//! CLI argument parsing using clap derive API
//!
//! This module defines the command-line interface structure using clap's
//! derive macros. It is purely declarative with no side effects or I/O.

use std::path::PathBuf;

use clap::{Args, Parser, Subcommand, ValueEnum};

/// Restcanary -- CRUD lifecycle canary for REST object services.
///
/// Use `restcanary <COMMAND> --help` for subcommand details.
#[derive(Parser, Debug)]
#[command(name = "restcanary", version, about, long_about = None)]
pub struct Cli {
    /// Path to the restcanary.toml configuration file.
    #[arg(short, long, default_value = "restcanary.toml")]
    pub config: PathBuf,

    /// Override log level (trace, debug, info, warn, error).
    #[arg(long, global = true)]
    pub log_level: Option<String>,

    /// Output format.
    #[arg(long, global = true, default_value = "text")]
    pub output: OutputFormat,

    #[command(subcommand)]
    pub command: Commands,
}

/// Supported output formats for command results.
#[derive(Debug, Clone, Copy, PartialEq, Eq, ValueEnum)]
pub enum OutputFormat {
    /// Human-readable text tables.
    Text,
    /// Machine-readable JSON.
    Json,
}

/// Top-level subcommands.
#[derive(Subcommand, Debug)]
pub enum Commands {
    /// Run the six lifecycle scenarios in order and report the verdict.
    Run(RunArgs),

    /// Fetch the object collection once, without running checks.
    List(ListArgs),

    /// Validate or display the configuration.
    Config(ConfigArgs),
}

// ---- run ----

/// Arguments for the `run` command.
#[derive(Args, Debug)]
pub struct RunArgs {
    /// Override the target service base URL from the config file.
    #[arg(long)]
    pub base_url: Option<String>,
}

// ---- list ----

/// Arguments for the `list` command.
#[derive(Args, Debug)]
pub struct ListArgs {
    /// Override the target service base URL from the config file.
    #[arg(long)]
    pub base_url: Option<String>,
}

// ---- config ----

/// Arguments for the `config` command.
#[derive(Args, Debug)]
pub struct ConfigArgs {
    #[command(subcommand)]
    pub action: ConfigAction,
}

/// Configuration subcommand actions.
#[derive(Subcommand, Debug)]
pub enum ConfigAction {
    /// Validate the configuration file and report any errors.
    Validate,

    /// Show the effective configuration (file + environment overrides).
    Show {
        /// Show only one section (general, service, lifecycle).
        #[arg(long)]
        section: Option<String>,
    },
}
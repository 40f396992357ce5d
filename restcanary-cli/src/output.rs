//! Output rendering for CLI commands
//!
//! Every command produces a payload that is both `Serialize` (for
//! `--output json`) and `Render` (for the default text view). The
//! `OutputWriter` picks the representation once, so command handlers
//! never branch on the format themselves.

use std::io::Write;

use serde::Serialize;

use crate::cli::OutputFormat;
use crate::error::CliError;

/// Renders a payload as human-readable text.
pub trait Render {
    /// Write the text representation to `w`.
    fn render_text(&self, w: &mut dyn Write) -> std::io::Result<()>;
}

/// Writes command results to stdout in the selected format.
pub struct OutputWriter {
    format: OutputFormat,
}

impl OutputWriter {
    /// Create a writer for the given output format.
    pub fn new(format: OutputFormat) -> Self {
        Self { format }
    }

    /// Render `payload` to stdout.
    pub fn render<T: Render + Serialize>(&self, payload: &T) -> Result<(), CliError> {
        let stdout = std::io::stdout();
        let mut handle = stdout.lock();

        match self.format {
            OutputFormat::Text => payload.render_text(&mut handle)?,
            OutputFormat::Json => {
                serde_json::to_writer_pretty(&mut handle, payload)?;
                writeln!(handle)?;
            }
        }

        Ok(())
    }
}
//! E2E test scenarios.
//!
//! Each module drives the runner against the wiremock fake, except
//! `live_service` which talks to the real deployment and is ignored by
//! default.

mod contract_violations;
mod happy_path;
mod live_service;
mod service_failures;
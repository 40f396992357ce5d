//! `run` command -- execute the full lifecycle and report the verdict

use std::io::Write;

use tracing::info;

use restcanary_core::config::CanaryConfig;
use restcanary_core::report::{RunReport, Verdict};
use restcanary_lifecycle::{HttpObjectsApi, LifecycleRunner};

use crate::error::CliError;
use crate::output::{OutputWriter, Render};

/// Execute the `run` command.
///
/// Builds the HTTP client from the service config, runs all six
/// scenarios, renders the report, and turns a non-passing run into a
/// [`CliError::ContractFailure`] so the process exits non-zero.
pub async fn execute(config: &CanaryConfig, writer: &OutputWriter) -> Result<(), CliError> {
    let api =
        HttpObjectsApi::from_config(&config.service).map_err(|e| CliError::Config(e.to_string()))?;
    let runner = LifecycleRunner::new(api, config);

    info!(base_url = %config.service.base_url, "starting lifecycle run");
    let report = runner.run().await;

    let failed = !report.is_success();
    let overall = report.overall().to_string();
    writer.render(&report)?;

    if failed {
        return Err(CliError::ContractFailure(overall));
    }
    Ok(())
}

impl Render for RunReport {
    fn render_text(&self, w: &mut dyn Write) -> std::io::Result<()> {
        use colored::Colorize;

        writeln!(w, "Lifecycle Run: {}", self.base_url.bold())?;
        writeln!(w, "Run ID: {}", self.run_id)?;
        writeln!(w)?;
        writeln!(w, "{:<16} {:<8} {:>8}", "Scenario", "Verdict", "Duration")?;
        writeln!(w, "{}", "-".repeat(64))?;

        for scenario in &self.scenarios {
            let verdict = match &scenario.verdict {
                Verdict::Passed => "PASS".green().bold(),
                Verdict::Failed(_) => "FAIL".red().bold(),
                Verdict::Skipped(_) => "SKIP".yellow().bold(),
            };
            let note = match &scenario.verdict {
                Verdict::Passed => scenario.detail.clone().unwrap_or_default(),
                Verdict::Failed(reason) | Verdict::Skipped(reason) => reason.clone(),
            };
            writeln!(
                w,
                "{:<16} {:<8} {:>6}ms  {}",
                scenario.scenario, verdict, scenario.duration_ms, note
            )?;
        }

        writeln!(w)?;
        writeln!(
            w,
            "Passed: {}  Failed: {}  Skipped: {}  ({}ms total)",
            self.passed, self.failed, self.skipped, self.duration_ms
        )?;

        if self.is_success() {
            writeln!(w, "Overall: {}", "PASS".green().bold())?;
        } else {
            writeln!(w, "Overall: {}", "FAIL".red().bold())?;
        }

        Ok(())
    }
}
//! Logging initialization
//!
//! Configures the global `tracing` subscriber from the `[general]` section
//! of the configuration. Log events go to stderr so that `--output json`
//! keeps stdout parseable.

use tracing_subscriber::EnvFilter;
use tracing_subscriber::layer::SubscriberExt;
use tracing_subscriber::util::SubscriberInitExt;

use restcanary_core::config::GeneralConfig;

use crate::error::CliError;

/// Initialize the global tracing subscriber.
///
/// Must be called once, before any tracing macros fire. The `RUST_LOG`
/// environment variable takes precedence over the configured level.
pub fn init_tracing(config: &GeneralConfig) -> Result<(), CliError> {
    let env_filter =
        EnvFilter::try_from_default_env().unwrap_or_else(|_| EnvFilter::new(&config.log_level));

    match config.log_format.as_str() {
        "json" => {
            tracing_subscriber::registry()
                .with(env_filter)
                .with(
                    tracing_subscriber::fmt::layer()
                        .json()
                        .with_writer(std::io::stderr),
                )
                .try_init()
                .map_err(|e| {
                    CliError::Command(format!("failed to initialize json logging: {e}"))
                })?;
        }
        "pretty" => {
            tracing_subscriber::registry()
                .with(env_filter)
                .with(
                    tracing_subscriber::fmt::layer()
                        .pretty()
                        .with_writer(std::io::stderr),
                )
                .try_init()
                .map_err(|e| {
                    CliError::Command(format!("failed to initialize pretty logging: {e}"))
                })?;
        }
        other => {
            return Err(CliError::Config(format!(
                "unknown log format '{other}', expected 'json' or 'pretty'"
            )));
        }
    }

    Ok(())
}
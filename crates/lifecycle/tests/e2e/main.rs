//! E2E integration tests for restcanary-lifecycle.
//!
//! These tests drive the full lifecycle runner against a wiremock fake
//! of the objects service, covering the happy path, contract violations,
//! and transport failures. The `live_service` scenarios talk to the real
//! deployment and are ignored by default.
//!
//! # Test Structure
//!
//! - `helpers/` -- Shared test utilities (fake service setup, response payloads)
//! - `scenarios/` -- Test files organized by scenario
//!
//! # Running
//!
//! ```bash
//! cargo test -p restcanary-lifecycle --test e2e
//! ```

mod helpers;
mod scenarios;
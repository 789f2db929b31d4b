//! Tuple element
//!
//!     A tuple is a parenthesized, comma separated list of entries. Each entry is
//!     either a bare value or a `key=value` pair. Tuples carry structured values such
//!     as relations between units and execution cycles.
//!
//! Syntax
//!
//!     "(" <entry> ("," <entry>)* ")"
//!     <entry> = <raw> ["=" <raw>]
//!
//!     Examples:
//!         (f=JOB1,t=JOB2)
//!         (2,m)
//!         ()
//!
//!     Entry order is significant: positional values ("from", "to", interval then
//!     unit) are read by index.

use crate::ajs::error::ParseError;
use crate::ajs::parsing::tuple::parse_tuple_text;
use serde::{Deserialize, Serialize};
use std::fmt;
use std::str::FromStr;

/// One entry of a tuple: an optional key and a mandatory value
#[derive(Debug, Clone, PartialEq, Eq, Hash, Serialize, Deserialize)]
pub struct TupleEntry {
    key: Option<String>,
    value: String,
}

impl TupleEntry {
    pub fn new(key: Option<String>, value: impl Into<String>) -> Self {
        Self {
            key,
            value: value.into(),
        }
    }

    pub fn keyed(key: impl Into<String>, value: impl Into<String>) -> Self {
        Self::new(Some(key.into()), value)
    }

    pub fn bare(value: impl Into<String>) -> Self {
        Self::new(None, value)
    }

    pub fn key(&self) -> Option<&str> {
        self.key.as_deref()
    }

    pub fn value(&self) -> &str {
        &self.value
    }
}

impl fmt::Display for TupleEntry {
    fn fmt(&self, f: &mut fmt::Formatter<'_>) -> fmt::Result {
        match &self.key {
            Some(key) => write!(f, "{}={}", key, self.value),
            None => f.write_str(&self.value),
        }
    }
}

/// An ordered sequence of tuple entries
#[derive(Debug, Clone, Default, PartialEq, Eq, Hash, Serialize, Deserialize)]
pub struct Tuple {
    entries: Vec<TupleEntry>,
}

impl Tuple {
    pub fn new(entries: Vec<TupleEntry>) -> Self {
        Self { entries }
    }

    pub fn empty() -> Self {
        Self::default()
    }

    pub fn len(&self) -> usize {
        self.entries.len()
    }

    pub fn is_empty(&self) -> bool {
        self.entries.is_empty()
    }

    pub fn entries(&self) -> &[TupleEntry] {
        &self.entries
    }

    pub fn iter(&self) -> std::slice::Iter<'_, TupleEntry> {
        self.entries.iter()
    }

    /// Entry at `index`, in textual order.
    pub fn entry(&self, index: usize) -> Option<&TupleEntry> {
        self.entries.get(index)
    }

    /// Value of the entry at `index`, keyed or not.
    pub fn value_at(&self, index: usize) -> Option<&str> {
        self.entry(index).map(TupleEntry::value)
    }

    /// Value of the first entry whose key is `key`.
    pub fn get(&self, key: &str) -> Option<&str> {
        self.entries
            .iter()
            .find(|entry| entry.key() == Some(key))
            .map(TupleEntry::value)
    }

    /// Values of the key-less entries, in order.
    pub fn bare_values(&self) -> impl Iterator<Item = &str> {
        self.entries
            .iter()
            .filter(|entry| entry.key.is_none())
            .map(TupleEntry::value)
    }
}

impl<'a> IntoIterator for &'a Tuple {
    type Item = &'a TupleEntry;
    type IntoIter = std::slice::Iter<'a, TupleEntry>;

    fn into_iter(self) -> Self::IntoIter {
        self.iter()
    }
}

impl fmt::Display for Tuple {
    fn fmt(&self, f: &mut fmt::Formatter<'_>) -> fmt::Result {
        f.write_str("(")?;
        for (index, entry) in self.entries.iter().enumerate() {
            if index > 0 {
                f.write_str(",")?;
            }
            write!(f, "{}", entry)?;
        }
        f.write_str(")")
    }
}

impl FromStr for Tuple {
    type Err = ParseError;

    /// Parse a standalone tuple literal such as `(f=A,t=B)`.
    fn from_str(text: &str) -> Result<Self, Self::Err> {
        parse_tuple_text(text)
    }
}
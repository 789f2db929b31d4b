//! Unit element
//!
//!     A unit is one node of a job definition: a job group, a jobnet or a job. It has
//!     a header of up to four attributes, an ordered parameter list and nested units.
//!
//! Syntax
//!
//!     "unit" "=" <name> ["," <permission> ["," <owner> ["," <resource-group>]]] ";"
//!     "{" <parameter>* <unit>* "}"
//!
//!     Example:
//!         unit=NET1,,jp1admin,;
//!         {
//!             ty=n;
//!             unit=JOB1,,,;{ty=j;sc="/opt/batch/run.sh";}
//!         }
//!
//!     The `ty` parameter is mandatory: its first value is the unit's type code.

use super::parameter::Parameter;
use super::position::Position;
use super::tree::UnitId;
use super::unit_type::UnitType;

/// The attribute fields between `unit=` and `;`
#[derive(Debug, Clone, Default, PartialEq, Eq)]
pub struct UnitHeader {
    pub name: String,
    pub permission: Option<String>,
    pub owner: Option<String>,
    pub resource_group: Option<String>,
}

impl UnitHeader {
    pub fn new(name: impl Into<String>) -> Self {
        Self {
            name: name.into(),
            ..Self::default()
        }
    }
}

/// A finalized unit inside a [`UnitTree`](super::UnitTree)
#[derive(Debug, Clone, PartialEq, Eq)]
pub struct Unit {
    pub(super) id: UnitId,
    pub(super) header: UnitHeader,
    pub(super) type_code: String,
    pub(super) parameters: Vec<Parameter>,
    pub(super) children: Vec<UnitId>,
    pub(super) parent: Option<UnitId>,
    pub(super) fully_qualified_name: String,
    pub(super) position: Position,
}

impl Unit {
    pub fn id(&self) -> UnitId {
        self.id
    }

    pub fn name(&self) -> &str {
        &self.header.name
    }

    pub fn header(&self) -> &UnitHeader {
        &self.header
    }

    pub fn permission(&self) -> Option<&str> {
        self.header.permission.as_deref()
    }

    /// The owning user identity from the header.
    pub fn owner(&self) -> Option<&str> {
        self.header.owner.as_deref()
    }

    pub fn resource_group(&self) -> Option<&str> {
        self.header.resource_group.as_deref()
    }

    /// The raw type code, the first value of `ty`.
    pub fn type_code(&self) -> &str {
        &self.type_code
    }

    pub fn unit_type(&self) -> UnitType {
        UnitType::from_code(&self.type_code)
    }

    pub fn parameters(&self) -> &[Parameter] {
        &self.parameters
    }

    /// All parameters called `name`, in source order.
    pub fn parameters_named<'a>(&'a self, name: &'a str) -> impl Iterator<Item = &'a Parameter> {
        self.parameters.iter().filter(move |param| param.name() == name)
    }

    /// The first parameter called `name`.
    pub fn parameter(&self, name: &str) -> Option<&Parameter> {
        self.parameters.iter().find(|param| param.name() == name)
    }

    pub fn child_ids(&self) -> &[UnitId] {
        &self.children
    }

    pub fn parent_id(&self) -> Option<UnitId> {
        self.parent
    }

    pub fn is_root(&self) -> bool {
        self.parent.is_none()
    }

    /// `/`-joined names from the root down to this unit.
    pub fn fully_qualified_name(&self) -> &str {
        &self.fully_qualified_name
    }

    /// Position of the `unit` keyword that opens this unit.
    pub fn position(&self) -> Position {
        self.position
    }
}
//! Parameter element
//!
//!     A parameter is one named configuration entry of a unit, carrying one or more
//!     values. Names are not unique within a unit: `el`, `ar` and the schedule
//!     parameters repeat once per element, relation or rule.
//!
//! Syntax
//!
//!     <name> "=" <value> ("," <value>)* ";"
//!
//!     Examples:
//!         ty=n;
//!         sd=1,2024/04/01;
//!         el=JOB1,j,+240 +144;
//!         ar=(f=JOB1,t=JOB2);
//!
//!     A parameter knows its owning unit by [`UnitId`] only; the tree resolves the
//!     handle when a decoded value names a sibling or child unit.

use super::position::Position;
use super::tree::UnitId;
use super::value::ParameterValue;
use crate::ajs::decoding::{DecodeResult, Decoder};
use std::fmt;
use tracing::debug;

/// A named, multi-valued configuration entry
#[derive(Debug, Clone, PartialEq, Eq)]
pub struct Parameter {
    name: String,
    values: Vec<ParameterValue>,
    owner: Option<UnitId>,
    position: Position,
}

impl Parameter {
    /// A parameter with a single value.
    pub fn new(name: impl Into<String>, value: ParameterValue) -> Self {
        Self {
            name: name.into(),
            values: vec![value],
            owner: None,
            position: Position::default(),
        }
    }

    /// A parameter with the given values, or `None` when `values` is empty.
    pub fn with_values(name: impl Into<String>, values: Vec<ParameterValue>) -> Option<Self> {
        if values.is_empty() {
            return None;
        }
        Some(Self {
            name: name.into(),
            values,
            owner: None,
            position: Position::default(),
        })
    }

    /// Shorthand for a parameter whose values are all raw text.
    pub fn raw<I, S>(name: impl Into<String>, values: I) -> Option<Self>
    where
        I: IntoIterator<Item = S>,
        S: Into<String>,
    {
        Self::with_values(name, values.into_iter().map(ParameterValue::raw).collect())
    }

    /// Set the source position of the parameter name.
    pub fn at(mut self, position: Position) -> Self {
        self.position = position;
        self
    }

    pub(crate) fn set_owner(&mut self, owner: UnitId) {
        self.owner = Some(owner);
    }

    pub fn name(&self) -> &str {
        &self.name
    }

    pub fn values(&self) -> &[ParameterValue] {
        &self.values
    }

    pub fn value(&self, index: usize) -> Option<&ParameterValue> {
        self.values.get(index)
    }

    /// The first value; every parameter has at least one.
    pub fn first_value(&self) -> &ParameterValue {
        &self.values[0]
    }

    pub fn len(&self) -> usize {
        self.values.len()
    }

    /// Always false; kept for symmetry with `len`.
    pub fn is_empty(&self) -> bool {
        self.values.is_empty()
    }

    /// Handle of the owning unit, once the parameter belongs to a tree.
    pub fn owner(&self) -> Option<UnitId> {
        self.owner
    }

    pub fn position(&self) -> Position {
        self.position
    }

    /// Values in source form joined by `,`, as they follow `name=` in the file.
    pub fn raw_text(&self) -> String {
        self.values
            .iter()
            .map(|value| value.source_text())
            .collect::<Vec<_>>()
            .join(",")
    }

    /// Run a decoder over this parameter's values.
    pub fn decode<D: Decoder>(&self, decoder: D) -> DecodeResult<D::Output> {
        decoder.decode(self).map_err(|err| {
            debug!(parameter = %self.name, owner = ?self.owner, reason = err.reason(), "decode failed");
            err
        })
    }
}

impl fmt::Display for Parameter {
    fn fmt(&self, f: &mut fmt::Formatter<'_>) -> fmt::Result {
        write!(f, "{}={};", self.name, self.raw_text())
    }
}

### What to work on
Check each line of the entries for the string "environment". Copy the lines that have it.

### Expected output
    /// Show the effective configuration (file + environment overrides).
/// environment variable takes precedence over the configured level.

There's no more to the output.